Five years into the giant mapping initiative, what have we learned?
The most comprehensive analysis of genomic changes in ovarian cancer arrived in June and brought striking insights into the disease. Researchers found that mutations in a single gene that normally prevents cancer formation, TP53, were present in more than 96% of the 489 high-grade tumors analyzed (Nature 2011;474:609–15). Two other well-known genes, BRCA1 and BRCA2, were mutated in 22% of the tumors. The scientists identified 4 distinct subtypes of the disease, detected patterns of gene expression that predict patient survival, and pointed out that Food and Drug Administration–approved compounds can target some of the dysfunctional genes they uncovered.
Credit The Cancer Genome Atlas (TCGA) Network, which joins more than 150 researchers at dozens of institutions, for those discoveries. Launched as a 3-year pilot project in 2006 with $100 million from the National Cancer Institute (NCI) and the National Human Genome Research Institute (NHGRI), TCGA set out to characterize genomic changes in glioblastoma multiforme (GBM), ovarian cancer, and lung cancer. After producing dramatic results in GBM in 2008, NCI, NHGRI, NIH, and the Department of Health and Human Services announced that as an American Recovery and Reinvestment Act Signature Initiative, TCGA would receive approximately $275 million to produce genomic maps of 20 types of cancer over the next 5 years.
Dr. Anna Barker, former deputy director of NCI, with Dr. Francis Collins and others, helped conceive, launch, and oversee TCGA. Cancer Discovery recently asked her to highlight some of the project's ambitions and accomplishments.

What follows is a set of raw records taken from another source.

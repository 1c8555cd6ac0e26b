use horizon_core::chart::entity::ChartSpec;
use horizon_core::chart::error::SelectionError;
use horizon_core::chart::port::{ChartRenderer, DialogView};
use horizon_core::common::Symbol;
use std::io::Write;
use std::sync::Mutex;
use tracing::{info, warn};

/// # Summary
/// 将图表描述以 Chart.js 配置 JSON 输出的渲染适配器，每次渲染输出一行。
pub struct JsonRenderer<W: Write + Send> {
    out: Mutex<W>,
}

impl JsonRenderer<std::io::Stdout> {
    pub fn stdout() -> Self {
        Self::new(std::io::stdout())
    }
}

impl<W: Write + Send> JsonRenderer<W> {
    pub fn new(out: W) -> Self {
        Self {
            out: Mutex::new(out),
        }
    }

    pub fn into_inner(self) -> W {
        self.out.into_inner().unwrap_or_else(|e| e.into_inner())
    }
}

impl<W: Write + Send> ChartRenderer for JsonRenderer<W> {
    fn render(&self, spec: &ChartSpec) {
        let mut out = self.out.lock().unwrap_or_else(|e| e.into_inner());
        let written = serde_json::to_writer(&mut *out, spec)
            .map_err(std::io::Error::from)
            .and_then(|()| writeln!(out))
            .and_then(|()| out.flush());
        if let Err(e) = written {
            warn!("Failed to write chart: {}", e);
        }
    }
}

/// # Summary
/// 无界面环境下的对比对话框：把展示请求写入日志。
pub struct LogDialogView;

impl DialogView for LogDialogView {
    fn focus_search(&self) {}

    fn show_selection(&self, symbols: &[Symbol]) {
        info!("Comparing {:?}", symbols);
    }

    fn warn(&self, error: &SelectionError) {
        warn!("{}", error);
    }

    fn close(&self) {}
}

What unanticipated challenges did you encounter in launching TCGA?
We knew we were going to face several challenges because the project was unprecedented in size and scope. But one challenge we didn't anticipate involved biospecimens. There were a lot of samples. But unfortunately, for a whole range of reasons, there weren't a lot of high-quality samples. We had set a goal of 500 samples for each tumor type, but only about 30% of the existing samples in biobanks were acceptable for the assays the TCGA Centers needed to perform. When we published our manuscript on GBM, we had characterized only 206 samples. We realized that we had to upgrade the quality of the samples for TCGA, which was an expensive undertaking.
Did the goals of the program change significantly between the start in 2006 and phase II in 2009?
No, but the challenges changed. The rapid evolution of sequencing technologies was a big one. We had started our work using PCR-based sequencing, but we soon moved to next-generation sequencing—and the technology is continuing to change. The ovarian cancer manuscript is the first good example of using next-generation sequencing on a statistically robust set of samples—enough that we could subtype the tumors. In the ovarian cancer manuscript, researchers found a broad range of disrupted genes and their associated pathways. They then took clinical data, which are pretty comprehensive in TCGA, and mapped that back to the genes and pathways to establish subtypes. That will allow the communities to look at different drugs and combinations of drugs to inhibit the various pathways in each of the subtypes.
What do you see as the biggest challenge now?
We've generated a tsunami of data, but we're ill-equipped to handle it. We don't have a lot of scientists trained in areas such as computational biology, algorithm development, game theory, and artificial intelligence who can make sense of these very deep multidimensional databases. Young people coming into the field and individuals with knowledge of these areas will find huge opportunities in translating the information into knowledge of cancer biology.
Are you pleased with the pace of the project?
I was probably one of the most vocal people in calling for the project to move more quickly. But as I began to look closely at what had to be done to sustain a high-quality project of this scope—for example, attracting the best people and figuring out how to store, move, and analyze large amounts of complex data—I realized that doing it right and getting the best answers for the community was much more important than speed. But now that a solid foundation has been built and teams are working simultaneously on a range of cancers, I think the pace of discovery will be relatively rapid.
What might surprise people about TCGA?
When people look at the ovarian cancer manuscript, they probably won't realize the amount of work by so many that went into it. They may not see the extent to which major problems have been solved by TCGA, such as improving the quality of biospecimens, undertaking large-scale whole-genome sequencing, and devising innovative approaches to manage massive amounts of data. People also may not realize that on a fundamental level TCGA is quite an altruistic enterprise. There are literally hundreds of investigators working together quite effectively as a team. I think that they all know that the results they produce are unprecedented because their goal is to produce the best outcomes for the community.
If someone asks you whether it's really worth spending so much money on TCGA given the current economic climate, what do you say?
A simple, emphatic “yes.” If we had to wait for individual investigators to figure out the composition of every dysregulated genome in cancer, it would be far too long for patients.